Tips for setting up FreeRADIUS with authentik

[rqi14]

Why is this useful?

The RADIUS outpost provided by authentik is very basic. It cannot be used with many routers/ac/switches. With freeradius, it is possible to implement TTLS/PAP. TTLS/PAP is the only support method with encryption (maybe I'm wrong, I'm a physical biologist not a programmer). It is because most of other methods with encryption requires clear text/hashed password from the LDAP outpost, which authentik does not provide. Authentik does not save clear-text password

Here are a few related issues: #8768 #6243 #5328

How to do this?

I'm not going to introduce how to set up freeradius here. There are plenty of tutorials online. Here, I'm writing down the key points to follow.
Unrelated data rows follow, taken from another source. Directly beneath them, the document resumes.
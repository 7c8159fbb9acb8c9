use layer0::effect::Scope;
use layer0::id::SessionId;
use layer0::state::{StateReader, StateStore};
use relay_state::MemoryStore;
use std::sync::Arc;

fn session_scope(id: &str) -> Scope {
    Scope::Session(SessionId::new(id))
}

#[tokio::test]
async fn write_then_read() {
    let store = MemoryStore::new();
    let scope = session_scope("s1");

    store
        .write(&scope, "key1", serde_json::json!("hello"))
        .await
        .unwrap();

    let val = StateStore::read(&store, &scope, "key1").await.unwrap();
    assert_eq!(val, Some(serde_json::json!("hello")));
}

#[tokio::test]
async fn read_missing_returns_none() {
    let store = MemoryStore::new();
    let scope = session_scope("s1");

    let val = StateStore::read(&store, &scope, "missing").await.unwrap();
    assert_eq!(val, None);
}

#[tokio::test]
async fn overwrite_replaces_value() {
    let store = MemoryStore::new();
    let scope = session_scope("s1");

    store.write(&scope, "key1", serde_json::json!(1)).await.unwrap();
    store.write(&scope, "key1", serde_json::json!(2)).await.unwrap();

    let val = StateStore::read(&store, &scope, "key1").await.unwrap();
    assert_eq!(val, Some(serde_json::json!(2)));
}

#[tokio::test]
async fn delete_removes_key() {
    let store = MemoryStore::new();
    let scope = session_scope("s1");

    store.write(&scope, "key1", serde_json::json!("val")).await.unwrap();
    store.delete(&scope, "key1").await.unwrap();

    let val = StateStore::read(&store, &scope, "key1").await.unwrap();
    assert_eq!(val, None);
}

#[tokio::test]
async fn list_by_prefix() {
    let store = MemoryStore::new();
    let scope = session_scope("s1");

    store.write(&scope, "user:name", serde_json::json!("alice")).await.unwrap();
    store.write(&scope, "user:email", serde_json::json!("a@b.com")).await.unwrap();
    store.write(&scope, "config:theme", serde_json::json!("dark")).await.unwrap();

    let mut keys = StateStore::list(&store, &scope, "user:").await.unwrap();
    keys.sort();
    assert_eq!(keys, vec!["user:email", "user:name"]);
}

#[tokio::test]
async fn scopes_are_isolated() {
    let store = MemoryStore::new();
    let s1 = session_scope("s1");
    let s2 = session_scope("s2");

    store.write(&s1, "key", serde_json::json!("from-s1")).await.unwrap();
    store.write(&s2, "key", serde_json::json!("from-s2")).await.unwrap();

    assert_eq!(
        StateStore::read(&store, &s1, "key").await.unwrap(),
        Some(serde_json::json!("from-s1"))
    );
    assert_eq!(
        StateStore::read(&store, &s2, "key").await.unwrap(),
        Some(serde_json::json!("from-s2"))
    );
}

#[tokio::test]
async fn search_returns_empty_vec() {
    let store = MemoryStore::new();
    let scope = session_scope("s1");

    store.write(&scope, "key1", serde_json::json!("hello")).await.unwrap();

    let results = StateStore::search(&store, &scope, "hello", 10).await.unwrap();
    assert!(results.is_empty());
}

#[tokio::test]
async fn usable_as_dyn_state_store() {
    let store: Box<dyn StateStore> = Box::new(MemoryStore::new());
    let scope = session_scope("s1");

    store.write(&scope, "key", serde_json::json!("val")).await.unwrap();
    let val = store.read(&scope, "key").await.unwrap();
    assert_eq!(val, Some(serde_json::json!("val")));
}

#[tokio::test]
async fn usable_as_dyn_state_reader() {
    let store = MemoryStore::new();
    let scope = session_scope("s1");
    store.write(&scope, "key", serde_json::json!("val")).await.unwrap();

    let reader: &dyn StateReader = &store;
    let val = reader.read(&scope, "key").await.unwrap();
    assert_eq!(val, Some(serde_json::json!("val")));
}

#[tokio::test]
async fn concurrent_writes_to_different_keys() {
    let store = Arc::new(MemoryStore::new());
    let scope = session_scope("s1");

    let mut handles = vec![];
    for i in 0..10 {
        let store = Arc::clone(&store);
        let scope = scope.clone();
        handles.push(tokio::spawn(async move {
            store
                .write(&scope, &format!("key{i}"), serde_json::json!(i))
                .await
                .unwrap();
        }));
    }

    for h in handles {
        h.await.unwrap();
    }

    let store_ref: &dyn StateStore = store.as_ref();
    for i in 0..10 {
        let val = store_ref.read(&scope, &format!("key{i}")).await.unwrap();
        assert_eq!(val, Some(serde_json::json!(i)));
    }
}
First, you need to set up a Freeradius instance. I used docker compose approach. Basically, I downloaded the raddb directory from freeraidus repo, changed settings, wrote a Dockerfile to pull the official image and copy & paste my settings to the container.

Second, you need to configure TTLS/PAP. There are plenty of guides online. For example, https://openwisp-radius.readthedocs.io/en/stable/developer/freeradius_wpa_enterprise.html

Third, you need to configure LDAP connection. Again, plenty of guides online. For example, https://medium.com/btech-engineering/ldap-authentication-using-freeradius-4546c022ba16.

You are welcome to reply if you find better tutorials.

Now the key point: bind as user

The default behaviour of LDAP in freeradius is that it trys to fetch NTLM hashed password from LDAP server, and compare with user input password. Authentik does not provide this NTLM hash by default. The good news is that freeradius supports "bind as user" mode, in which it sends clear-text password to the LDAP server and binds as the user for authentication. The bad news is that it is not clearly documented how to do this. It took me a several weeks to figure out. I got it from this post.

Basically, you need this extra bit to "bind as user"

In sites-enabled/default and sites-enabled/inner-tunnel replace these line

#

# The ldap module reads passwords from the LDAP database.

-ldap

with these

#

# The ldap module reads passwords from the LDAP database.

ldap

if ((ok || updated) && User-Password) {

update {

control:Auth-Type := ldap

}

}

and uncomment the following lines

# Auth-Type LDAP {

# ldap

# }

I was planning to write a complete guide and send a pull requests to contribute to the document. After months, I've found I'm too busy to do this. If anyone is willing to help, I think it will be beneficial for many as several issues have been posted with a lot of discussions.